*Instructions to follow*:
Whenever a line in the material below includes "cell", copy that line.

*Source records*:
▼

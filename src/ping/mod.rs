//! Latency measurement through the platform's `ping` utility

pub mod parser;
pub mod patterns;

pub use parser::{parse_ping_output, PingParser};
pub use patterns::{CountPattern, PacketCounts, PatternSet, RoundTrip, RttPattern};

use crate::error::{AppError, Result};
use crate::types::Platform;
use async_trait::async_trait;
use std::io::ErrorKind;
use tokio::process::Command;

/// Message recorded when ping exits with a failure status
pub const HOST_UNREACHABLE_MESSAGE: &str = "Host unreachable";

/// Runs an external ping and returns its standard output
///
/// Implementations return [`AppError::HostUnreachable`] when ping ran but
/// exited unsuccessfully and [`AppError::ProcessInvocation`] when it could
/// not be started.
#[async_trait]
pub trait PingExecutor: Send + Sync {
    async fn ping(&self, host: &str, platform: Platform, count: u32) -> Result<String>;
}

/// Invokes the `ping` binary found on PATH
#[derive(Debug, Clone)]
pub struct SystemPingExecutor {
    program: String,
}

impl SystemPingExecutor {
    pub fn new() -> Self {
        Self::with_program("ping")
    }

    /// Use another binary (for example a full path to ping)
    pub fn with_program<S: Into<String>>(program: S) -> Self {
        Self { program: program.into() }
    }

    pub fn program(&self) -> &str {
        &self.program
    }
}

impl Default for SystemPingExecutor {
    fn default() -> Self {
        Self::new()
    }
}

#[async_trait]
impl PingExecutor for SystemPingExecutor {
    async fn ping(&self, host: &str, platform: Platform, count: u32) -> Result<String> {
        let output = Command::new(&self.program)
            .args(platform.ping_args(count))
            .arg(host)
            .kill_on_drop(true)
            .output()
            .await
            .map_err(|e| match e.kind() {
                ErrorKind::NotFound => AppError::process_invocation(format!(
                    "{} not found: {}",
                    self.program, e
                )),
                _ => AppError::process_invocation(e.to_string()),
            })?;

        if !output.status.success() {
            return Err(AppError::host_unreachable(HOST_UNREACHABLE_MESSAGE));
        }

        Ok(String::from_utf8_lossy(&output.stdout).into_owned())
    }
}
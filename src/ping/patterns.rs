//! Ordered fallback patterns for `ping` summary lines
//!
//! Each platform owns two lists: one for packet counts and one for
//! round-trip times. Lists are tried front to back and the first pattern
//! that matches wins. Capture group numbers are part of each entry so a
//! list can mix layouts whose fields come in different orders.

use regex::{Captures, Regex};
use std::sync::OnceLock;

use crate::types::Platform;

/// Packet count pattern and the groups holding each figure
#[derive(Debug, Clone)]
pub struct CountPattern {
    regex: Regex,
    sent: usize,
    received: usize,
    loss: Option<usize>,
}

/// Extracted packet figures
#[derive(Debug, Clone, Copy, PartialEq)]
pub struct PacketCounts {
    pub sent: u32,
    pub received: u32,
    /// Loss percentage as printed, when the layout includes it
    pub loss_percent: Option<f64>,
}

impl CountPattern {
    /// `None` when `pattern` does not compile
    pub fn new(pattern: &str, sent: usize, received: usize, loss: Option<usize>) -> Option<Self> {
        Some(Self {
            regex: Regex::new(pattern).ok()?,
            sent,
            received,
            loss,
        })
    }

    pub fn extract(&self, text: &str) -> Option<PacketCounts> {
        let caps = self.regex.captures(text)?;
        Some(PacketCounts {
            sent: group(&caps, self.sent).unwrap_or(0),
            received: group(&caps, self.received).unwrap_or(0),
            loss_percent: self.loss.and_then(|i| group(&caps, i)),
        })
    }

    pub fn as_str(&self) -> &str {
        self.regex.as_str()
    }
}

/// Round-trip pattern and the groups holding min, avg and max
#[derive(Debug, Clone)]
pub struct RttPattern {
    regex: Regex,
    min: usize,
    avg: usize,
    max: usize,
}

/// Extracted round-trip figures in milliseconds
#[derive(Debug, Clone, Copy, PartialEq)]
pub struct RoundTrip {
    pub min: Option<f64>,
    pub avg: Option<f64>,
    pub max: Option<f64>,
}

impl RttPattern {
    /// `None` when `pattern` does not compile
    pub fn new(pattern: &str, min: usize, avg: usize, max: usize) -> Option<Self> {
        Some(Self {
            regex: Regex::new(pattern).ok()?,
            min,
            avg,
            max,
        })
    }

    pub fn extract(&self, text: &str) -> Option<RoundTrip> {
        let caps = self.regex.captures(text)?;
        Some(RoundTrip {
            min: group(&caps, self.min),
            avg: group(&caps, self.avg),
            max: group(&caps, self.max),
        })
    }

    pub fn as_str(&self) -> &str {
        self.regex.as_str()
    }
}

fn group<T: std::str::FromStr>(caps: &Captures<'_>, index: usize) -> Option<T> {
    caps.get(index)?.as_str().parse().ok()
}

/// Both fallback lists for one platform
#[derive(Debug, Clone)]
pub struct PatternSet {
    pub counts: Vec<CountPattern>,
    pub rtts: Vec<RttPattern>,
}

// Unix "N packets transmitted, M received"; macOS adds "packets" before "received"
const UNIX_COUNTS: &str = r"(\d+) packets transmitted, (\d+) received";
const DARWIN_COUNTS: &str = r"(\d+) packets transmitted, (\d+) packets received, ([\d.]+)% packet loss";
const WINDOWS_COUNTS: &str = r"Sent = (\d+), Received = (\d+)";
const WINDOWS_PACKETS_COUNTS: &str = r"Packets: Sent = (\d+), Received = (\d+)";
const UNIX_ANY_COUNTS: &str = r"(\d+) packets transmitted, (\d+) (?:packets )?received";

const DARWIN_RTT: &str = r"round-trip min/avg/max/stddev = ([\d.]+)/([\d.]+)/([\d.]+)/([\d.]+)";
const WINDOWS_INT_RTT: &str = r"Minimum = (\d+)ms, Maximum = (\d+)ms, Average = (\d+)ms";
const WINDOWS_FLOAT_RTT: &str = r"Minimum = ([\d.]+)ms, Maximum = ([\d.]+)ms, Average = ([\d.]+)ms";
const SLASH_RTT: &str = r"min/avg/max(?:/\w+)? = ([\d.]+)/([\d.]+)/([\d.]+)";
const COMPACT_RTT: &str = r"min/avg/max/\w*=([\d.]+)/([\d.]+)/([\d.]+)";
const LINUX_RTT: &str = r"rtt min/avg/max/mdev = ([\d.]+)/([\d.]+)/([\d.]+)/([\d.]+)";

impl PatternSet {
    /// Build the lists for `platform`
    ///
    /// The generic slash fallbacks (`SLASH_RTT`, `COMPACT_RTT`) read their
    /// groups as min, max, avg even though the text labels them min/avg/max.
    /// Existing reports depend on that order.
    pub fn for_platform(platform: Platform) -> Self {
        let (counts, rtts) = match platform {
            Platform::Darwin => (
                vec![CountPattern::new(DARWIN_COUNTS, 1, 2, Some(3))],
                vec![RttPattern::new(DARWIN_RTT, 1, 2, 3)],
            ),
            Platform::Windows => (
                vec![
                    CountPattern::new(WINDOWS_COUNTS, 1, 2, None),
                    CountPattern::new(WINDOWS_PACKETS_COUNTS, 1, 2, None),
                    CountPattern::new(UNIX_ANY_COUNTS, 1, 2, None),
                ],
                vec![
                    RttPattern::new(WINDOWS_INT_RTT, 1, 3, 2),
                    RttPattern::new(WINDOWS_FLOAT_RTT, 1, 3, 2),
                    RttPattern::new(SLASH_RTT, 1, 3, 2),
                ],
            ),
            Platform::Linux => (
                vec![
                    CountPattern::new(UNIX_COUNTS, 1, 2, None),
                    CountPattern::new(UNIX_COUNTS, 1, 2, None),
                    CountPattern::new(WINDOWS_COUNTS, 1, 2, None),
                ],
                vec![
                    RttPattern::new(COMPACT_RTT, 1, 3, 2),
                    RttPattern::new(LINUX_RTT, 1, 2, 3),
                    RttPattern::new(WINDOWS_FLOAT_RTT, 1, 3, 2),
                ],
            ),
        };

        Self {
            counts: counts.into_iter().flatten().collect(),
            rtts: rtts.into_iter().flatten().collect(),
        }
    }

    /// Shared, lazily compiled set for `platform`
    pub fn cached(platform: Platform) -> &'static PatternSet {
        static DARWIN: OnceLock<PatternSet> = OnceLock::new();
        static WINDOWS: OnceLock<PatternSet> = OnceLock::new();
        static LINUX: OnceLock<PatternSet> = OnceLock::new();

        let cell = match platform {
            Platform::Darwin => &DARWIN,
            Platform::Windows => &WINDOWS,
            Platform::Linux => &LINUX,
        };
        cell.get_or_init(|| Self::for_platform(platform))
    }

    /// First packet count match, if any
    pub fn match_counts(&self, text: &str) -> Option<PacketCounts> {
        self.counts.iter().find_map(|p| p.extract(text))
    }

    /// First round-trip match, if any
    pub fn match_rtt(&self, text: &str) -> Option<RoundTrip> {
        self.rtts.iter().find_map(|p| p.extract(text))
    }
}

#[cfg(test)]
mod tests {
    use super::*;

    #[test]
    fn test_every_pattern_compiles() {
        let expected = [(Platform::Darwin, 1, 1), (Platform::Windows, 3, 3), (Platform::Linux, 3, 3)];
        for (platform, counts, rtts) in expected {
            let set = PatternSet::for_platform(platform);
            assert_eq!(set.counts.len(), counts, "{} count patterns", platform);
            assert_eq!(set.rtts.len(), rtts, "{} rtt patterns", platform);
        }
    }

    #[test]
    fn test_invalid_pattern_is_skipped() {
        assert!(CountPattern::new(r"(\d+", 1, 2, None).is_none());
        assert!(RttPattern::new(r"[", 1, 2, 3).is_none());
    }

    #[test]
    fn test_first_matching_pattern_wins() {
        // Both Windows count layouts match; the plain one is listed first
        let set = PatternSet::for_platform(Platform::Windows);
        let text = "Packets: Sent = 4, Received = 3, Lost = 1 (25% loss),";
        let counts = set.match_counts(text).unwrap();
        assert_eq!((counts.sent, counts.received), (4, 3));
        assert!(set.counts[0].extract(text).is_some());
    }

    #[test]
    fn test_windows_unix_fallback() {
        let set = PatternSet::for_platform(Platform::Windows);
        let counts = set.match_counts("5 packets transmitted, 5 packets received, 0.0% packet loss").unwrap();
        assert_eq!((counts.sent, counts.received), (5, 5));
        assert_eq!(counts.loss_percent, None);
    }

    #[test]
    fn test_slash_fallback_reads_min_max_avg() {
        let set = PatternSet::for_platform(Platform::Windows);
        let rtt = set.match_rtt("round-trip min/avg/max = 1.0/2.0/3.0 ms").unwrap();
        assert_eq!(rtt.min, Some(1.0));
        assert_eq!(rtt.max, Some(2.0));
        assert_eq!(rtt.avg, Some(3.0));
    }

    #[test]
    fn test_linux_compact_fallback_reads_min_max_avg() {
        let set = PatternSet::for_platform(Platform::Linux);
        let rtt = set.match_rtt("min/avg/max/mdev=1.5/2.5/3.5/0.2").unwrap();
        assert_eq!(rtt.min, Some(1.5));
        assert_eq!(rtt.max, Some(2.5));
        assert_eq!(rtt.avg, Some(3.5));
    }

    #[test]
    fn test_windows_fallback_on_linux() {
        let set = PatternSet::for_platform(Platform::Linux);
        let rtt = set
            .match_rtt("Minimum = 10.5ms, Maximum = 20.5ms, Average = 15.5ms")
            .unwrap();
        assert_eq!(rtt.min, Some(10.5));
        assert_eq!(rtt.avg, Some(15.5));
        assert_eq!(rtt.max, Some(20.5));
    }

    #[test]
    fn test_unparseable_group_becomes_none() {
        let pattern = RttPattern::new(r"rtt = ([\d.]+)/([\d.]+)/([\d.]+)", 1, 2, 3).unwrap();
        let rtt = pattern.extract("rtt = 1.0/../3.0").unwrap();
        assert_eq!(rtt.min, Some(1.0));
        assert_eq!(rtt.avg, None);
        assert_eq!(rtt.max, Some(3.0));
    }

    #[test]
    fn test_cached_set_is_shared() {
        let a = PatternSet::cached(Platform::Linux) as *const PatternSet;
        let b = PatternSet::cached(Platform::Linux) as *const PatternSet;
        assert_eq!(a, b);
    }
}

▲

*Solution*:
        let cell = match platform {
        cell.get_or_init(|| Self::for_platform(platform))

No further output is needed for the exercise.